Materials and Methods
Scaffold fabrication
Poly(ester urethane) urea (PEUU) was synthesized from polycaprolactone diol (Mn=2000), 1,4-diisocyanatobutane (Sigma) and putrescine (Sigma) according to previously described methods [20]. For the current study, a wet electrospun PEUU (wet ePEUU) was fabricated by a combination of electrospinning and electro-spraying [21,22]. Cell culture medium (Dulbecco’s Modified Eagle Medium (DMEM, Invitrogen) with 10% fetal bovine serum (FBS, GIBCO), 10% horse serum (GIBCO) and 1% penicillin/streptomycin (GIBCO), and 0.5% chick embryo extract (GIBCO)) was fed by a syringe pump at 0.2 mL/min into a sterilized capillary (1.2 mm inner diameter) charged at 7 kV and suspended 4 cm above the target mandrel (6 mm diameter). Concurrently, PEUU in hexafluoroisopropanol solution (12%, w/v) was fed at 1.5 mL/h from a capillary, charged at 12 kV and perpendicularly located 20 cm from the target mandrel. The mandrel was charged at −4 kV and rotated at 250 rpm (8 cm/sec tangential velocity) while translating back and forth 8 cm along the x-axis at 0.15 cm/s (Figure 1). As a control, a dry electrospun PEUU sheet (dry ePEUU) was prepared using only polymer electrospinning (without media electrospraying) using the same parameters described above.
Figure 1.
Schematic of wet electrospinning where PEUU is electrospun with concurrent electrospraying of cell culture medium (A). Electron micrographs of dry ePEUU (B) and wet ePEUU (C). Scale bar: 20 μm.
Animal study
Adult female syngeneic Lewis rats (Harlan Sprague Dawley Inc.) 10–12 weeks old, weighing 200–250 g were used for the abdominal wall reconstruction procedure. The research protocol followed the National Institutes of Health guidelines for animal care and was approved by the Institutional Animal Care and Use Committee of the University of Pittsburgh. Research was conducted in compliance with the Animal Welfare Act Regulations and other Federal statutes relating to animals and experiments involving animals and adheres to the principles set forth in the Guide for Care and Use of Laboratory Animals, National Research Council, 1996.
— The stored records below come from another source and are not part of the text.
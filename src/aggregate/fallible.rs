//! Aggregation over fallible sources and fallible functions.
//!
//! The source yields `Result<T, E>` and the accumulator and projector return
//! `Result<_, E>`. The first `Err`, wherever it comes from, ends the fold and
//! is returned exactly as produced. No element after the failing one is
//! requested from the cursor.
//!
//! The unseeded shape reports an empty source in the caller's error type,
//! which must therefore implement `From<EmptySequenceError>`.
//!
//! # Examples
//!
//! ```rust
//! use foldwise::aggregate::try_aggregate_with_seed;
//!
//! let lines = vec!["1", "2", "x", "4"];
//! let parsed = lines.into_iter().map(str::parse::<i32>);
//!
//! let result = try_aggregate_with_seed(parsed, 0, |total, value| Ok(total + value));
//! assert!(result.is_err());
//! ```

use super::error::EmptySequenceError;
use super::phase::{AggregatePhase, record_empty_sequence, record_transition};

fn fold_from<I, T, A, E, F>(cursor: I, seed: A, mut function: F) -> Result<A, E>
where
    I: Iterator<Item = Result<T, E>>,
    F: FnMut(A, T) -> Result<A, E>,
{
    let mut accumulator = seed;
    for element in cursor {
        accumulator = function(accumulator, element?)?;
    }
    Ok(accumulator)
}

fn fold_seeded<I, T, A, E, F>(
    operation: &'static str,
    source: I,
    seed: A,
    function: F,
) -> Result<A, E>
where
    I: IntoIterator<Item = Result<T, E>>,
    F: FnMut(A, T) -> Result<A, E>,
{
    record_transition(operation, AggregatePhase::Iterating);
    fold_from(source.into_iter(), seed, function)
}

fn finish<V, E>(operation: &'static str, result: Result<V, E>) -> Result<V, E> {
    let phase = if result.is_ok() {
        AggregatePhase::Completed
    } else {
        AggregatePhase::Failed
    };
    record_transition(operation, phase);
    result
}

/// Fallible form of [`aggregate`](super::aggregate).
///
/// # Errors
///
/// - The first `Err` yielded by `source` or returned by `function`, unchanged
/// - `E::from(EmptySequenceError)` if `source` yields no elements
///
/// # Examples
///
/// ```rust
/// use foldwise::aggregate::{try_aggregate, EmptySequenceError};
///
/// #[derive(Debug, PartialEq)]
/// enum Fault {
///     Empty,
///     Overflow,
/// }
///
/// impl From<EmptySequenceError> for Fault {
///     fn from(_: EmptySequenceError) -> Self {
///         Fault::Empty
///     }
/// }
///
/// let checked_product = |x: u8, y: u8| x.checked_mul(y).ok_or(Fault::Overflow);
///
/// assert_eq!(try_aggregate(vec![Ok(5), Ok(3), Ok(2)], checked_product), Ok(30));
/// assert_eq!(try_aggregate(vec![Ok(100), Ok(3)], checked_product), Err(Fault::Overflow));
/// assert_eq!(try_aggregate(Vec::<Result<u8, Fault>>::new(), checked_product), Err(Fault::Empty));
/// ```
pub fn try_aggregate<I, T, E, F>(source: I, function: F) -> Result<T, E>
where
    I: IntoIterator<Item = Result<T, E>>,
    F: FnMut(T, T) -> Result<T, E>,
    E: From<EmptySequenceError>,
{
    const OPERATION: &str = "try_aggregate";

    record_transition(OPERATION, AggregatePhase::Validating);
    record_transition(OPERATION, AggregatePhase::Iterating);

    let mut cursor = source.into_iter();
    let first = match cursor.next() {
        Some(first) => first,
        None => {
            let error = EmptySequenceError {
                operation: OPERATION,
            };
            record_empty_sequence(&error);
            return Err(E::from(error));
        }
    };

    let result = first.and_then(|first| fold_from(cursor, first, function));
    finish(OPERATION, result)
}

/// Fallible form of [`aggregate_with_seed`](super::aggregate_with_seed).
///
/// An empty source returns `Ok(seed)`.
///
/// # Errors
///
/// Returns the first `Err` yielded by `source` or returned by `function`,
/// unchanged.
///
/// # Examples
///
/// ```rust
/// use foldwise::aggregate::try_aggregate_with_seed;
///
/// let source: Vec<Result<i32, String>> = vec![Ok(1), Ok(2), Ok(3)];
/// let total = try_aggregate_with_seed(source, 0_i64, |total, value| Ok(total + i64::from(value)));
/// assert_eq!(total, Ok(6));
/// ```
pub fn try_aggregate_with_seed<I, T, A, E, F>(source: I, seed: A, function: F) -> Result<A, E>
where
    I: IntoIterator<Item = Result<T, E>>,
    F: FnMut(A, T) -> Result<A, E>,
{
    const OPERATION: &str = "try_aggregate_with_seed";

    record_transition(OPERATION, AggregatePhase::Validating);
    finish(OPERATION, fold_seeded(OPERATION, source, seed, function))
}

/// Fallible form of [`aggregate_with_projection`](super::aggregate_with_projection).
///
/// `projector` runs only if every element was folded successfully.
///
/// # Errors
///
/// Returns the first `Err` yielded by `source`, returned by `function`, or
/// returned by `projector`, unchanged.
///
/// # Examples
///
/// ```rust
/// use foldwise::aggregate::try_aggregate_with_projection;
///
/// let source: Vec<Result<u32, String>> = vec![Ok(1), Ok(4), Ok(5)];
/// let text = try_aggregate_with_projection(
///     source,
///     5_u32,
///     |current, value| Ok(current * 2 + value),
///     |result: u32| char::from_digit(result % 10, 10).ok_or_else(|| "not a digit".to_string()),
/// );
/// assert_eq!(text, Ok('7'));
/// ```
pub fn try_aggregate_with_projection<I, T, A, R, E, F, P>(
    source: I,
    seed: A,
    function: F,
    projector: P,
) -> Result<R, E>
where
    I: IntoIterator<Item = Result<T, E>>,
    F: FnMut(A, T) -> Result<A, E>,
    P: FnOnce(A) -> Result<R, E>,
{
    const OPERATION: &str = "try_aggregate_with_projection";

    record_transition(OPERATION, AggregatePhase::Validating);
    let result = fold_seeded(OPERATION, source, seed, function).and_then(projector);
    finish(OPERATION, result)
}

#[cfg(test)]
mod tests {
    use super::*;
    use rstest::rstest;

    #[derive(Debug, Clone, PartialEq, Eq)]
    enum Fault {
        Empty(&'static str),
        Cursor(usize),
        Function(i32),
    }

    impl From<EmptySequenceError> for Fault {
        fn from(error: EmptySequenceError) -> Self {
            Self::Empty(error.operation)
        }
    }

    #[rstest]
    fn try_aggregate_empty_uses_caller_error() {
        let result = try_aggregate(Vec::<Result<i32, Fault>>::new(), |x, y| Ok(x + y));
        assert_eq!(result, Err(Fault::Empty("try_aggregate")));
    }

    #[rstest]
    fn try_aggregate_failing_first_element() {
        let mut calls = 0;
        let result = try_aggregate(vec![Err(Fault::Cursor(0)), Ok(1)], |x: i32, y| {
            calls += 1;
            Ok(x + y)
        });
        assert_eq!(result, Err(Fault::Cursor(0)));
        assert_eq!(calls, 0);
    }

    #[rstest]
    fn try_aggregate_with_seed_stops_at_first_cursor_fault() {
        let mut seen = Vec::new();
        let source = vec![Ok(1), Ok(2), Err(Fault::Cursor(2)), Ok(4), Err(Fault::Cursor(4))];
        let result = try_aggregate_with_seed(source, 0, |total, value| {
            seen.push(value);
            Ok(total + value)
        });
        assert_eq!(result, Err(Fault::Cursor(2)));
        assert_eq!(seen, vec![1, 2]);
    }

    #[rstest]
    fn try_aggregate_with_seed_propagates_function_fault() {
        let result = try_aggregate_with_seed(vec![Ok(1), Ok(-3), Ok(5)], 0, |total, value| {
            if value < 0 {
                Err(Fault::Function(value))
            } else {
                Ok(total + value)
            }
        });
        assert_eq!(result, Err(Fault::Function(-3)));
    }

    #[rstest]
    fn try_aggregate_with_projection_skips_projector_on_fault() {
        let mut projected = false;
        let result: Result<String, Fault> = try_aggregate_with_projection(
            vec![Ok(1), Err(Fault::Cursor(1))],
            0,
            |total, value: i32| Ok(total + value),
            |total| {
                projected = true;
                Ok(total.to_string())
            },
        );
        assert_eq!(result, Err(Fault::Cursor(1)));
        assert!(!projected);
    }

    #[rstest]
    fn try_aggregate_with_projection_propagates_projector_fault() {
        let result: Result<String, Fault> = try_aggregate_with_projection(
            vec![Ok(2), Ok(3)],
            1,
            |total, value: i32| Ok(total * value),
            |total| Err(Fault::Function(total)),
        );
        assert_eq!(result, Err(Fault::Function(6)));
    }
}
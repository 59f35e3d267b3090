//! The fold algorithm behind every aggregation shape.
//!
//! Each function obtains exactly one forward cursor from its source and
//! drives it to exhaustion on the calling thread. The accumulator function
//! is applied once per remaining element in source order; the projector, if
//! any, is applied once to the final accumulator.
//!
//! Arguments here are taken by value, so their presence is enforced by the
//! type system. See [`checked`](super::checked) for the layer that accepts
//! possibly absent arguments.
//!
//! Panics raised by the cursor or by a caller function unwind through these
//! functions without being caught.

use super::error::EmptySequenceError;
use super::phase::{AggregatePhase, record_empty_sequence, record_transition};

/// Folds a sequence using its first element as the initial accumulator.
///
/// The first element is not passed through `function`; every following
/// element `element` replaces the accumulator with
/// `function(accumulator, element)`.
///
/// # Errors
///
/// Returns [`EmptySequenceError`] if `source` yields no elements.
///
/// # Examples
///
/// ```rust
/// use foldwise::aggregate::aggregate;
///
/// // (1 * 2 + 4) * 2 + 5
/// assert_eq!(aggregate(vec![1, 4, 5], |current, value| current * 2 + value), Ok(17));
///
/// assert!(aggregate(Vec::<i32>::new(), |x, y| x + y).is_err());
/// ```
pub fn aggregate<I, F>(source: I, function: F) -> Result<I::Item, EmptySequenceError>
where
    I: IntoIterator,
    F: FnMut(I::Item, I::Item) -> I::Item,
{
    const OPERATION: &str = "aggregate";

    record_transition(OPERATION, AggregatePhase::Validating);
    let accumulator = fold_unseeded(OPERATION, source, function)?;
    record_transition(OPERATION, AggregatePhase::Completed);
    Ok(accumulator)
}

/// Folds a sequence starting from a caller-supplied seed.
///
/// The accumulator type `A` is independent of the element type, so narrow
/// elements can be folded into a wider accumulator. An empty source returns
/// `seed` unchanged.
///
/// # Examples
///
/// ```rust
/// use foldwise::aggregate::aggregate_with_seed;
///
/// let large = 2_000_000_000_i32;
/// let sum = aggregate_with_seed(vec![large, large, large], 0_i64, |accumulator, value| {
///     accumulator + i64::from(value)
/// });
/// assert_eq!(sum, 6_000_000_000);
///
/// assert_eq!(aggregate_with_seed(Vec::<i32>::new(), 5, |x, y| x + y), 5);
/// ```
pub fn aggregate_with_seed<I, A, F>(source: I, seed: A, function: F) -> A
where
    I: IntoIterator,
    F: FnMut(A, I::Item) -> A,
{
    const OPERATION: &str = "aggregate_with_seed";

    record_transition(OPERATION, AggregatePhase::Validating);
    let accumulator = fold_seeded(OPERATION, source, seed, function);
    record_transition(OPERATION, AggregatePhase::Completed);
    accumulator
}

/// Folds a sequence from a seed, then maps the final accumulator.
///
/// Equivalent to `projector(aggregate_with_seed(source, seed, function))`.
/// `projector` runs exactly once, after the source is exhausted.
///
/// # Examples
///
/// ```rust
/// use foldwise::aggregate::aggregate_with_projection;
///
/// let text = aggregate_with_projection(
///     vec![1, 4, 5],
///     5,
///     |current, value| current * 2 + value,
///     |result: i32| result.to_string(),
/// );
/// assert_eq!(text, "57");
/// ```
pub fn aggregate_with_projection<I, A, R, F, P>(
    source: I,
    seed: A,
    function: F,
    projector: P,
) -> R
where
    I: IntoIterator,
    F: FnMut(A, I::Item) -> A,
    P: FnOnce(A) -> R,
{
    const OPERATION: &str = "aggregate_with_projection";

    record_transition(OPERATION, AggregatePhase::Validating);
    let accumulator = fold_seeded(OPERATION, source, seed, function);
    let result = projector(accumulator);
    record_transition(OPERATION, AggregatePhase::Completed);
    result
}

/// Iterating step of the unseeded shape, shared with the checked layer.
pub(crate) fn fold_unseeded<I, F>(
    operation: &'static str,
    source: I,
    function: F,
) -> Result<I::Item, EmptySequenceError>
where
    I: IntoIterator,
    F: FnMut(I::Item, I::Item) -> I::Item,
{
    record_transition(operation, AggregatePhase::Iterating);

    let mut cursor = source.into_iter();
    let Some(first) = cursor.next() else {
        let error = EmptySequenceError { operation };
        record_empty_sequence(&error);
        return Err(error);
    };
    Ok(cursor.fold(first, function))
}

/// Iterating step of both seeded shapes.
pub(crate) fn fold_seeded<I, A, F>(operation: &'static str, source: I, seed: A, function: F) -> A
where
    I: IntoIterator,
    F: FnMut(A, I::Item) -> A,
{
    record_transition(operation, AggregatePhase::Iterating);
    source.into_iter().fold(seed, function)
}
Rats were anesthetized with the inhalation of 1.25% to 2.5% isoflurane with 100% oxygen. The abdomen was shaved and prepared with povidone-iodine solution. Procedures were performed in a sterile environment on a heating blanket. The surgical procedure was based on the method previously reported by Lai et al [23]. Briefly, a skin incision along the linea alba, 3.5 cm in length, was made from 2 cm caudal of the xiphoid process. A surgical defect (1 × 2.5 cm) involving all of the layers of the abdominal wall including the fascia, rectus muscle, and parietal peritoneum (with the exception of the skin and subcutaneous soft tissue) was then created. This anatomic defect was then subsequently repaired by one of three types of patches selected randomly. The patches (1 × 2.5 cm, 400 μm thick) were sutured to the abdominal fascia by a continuous 7–0 polypropylene suture without overlap between muscles and patches in direct contact with the subcutaneous tissue and the peritoneal viscera. Skin closure was obtained over the patch by double-layer suturing. The animals were allowed to recover from anesthesia and returned to their cages. For post-operative analgesic treatment, 0.1 mg/kg of buprenorphine was administered subcutaneously 2 times per day for 3 days after surgery.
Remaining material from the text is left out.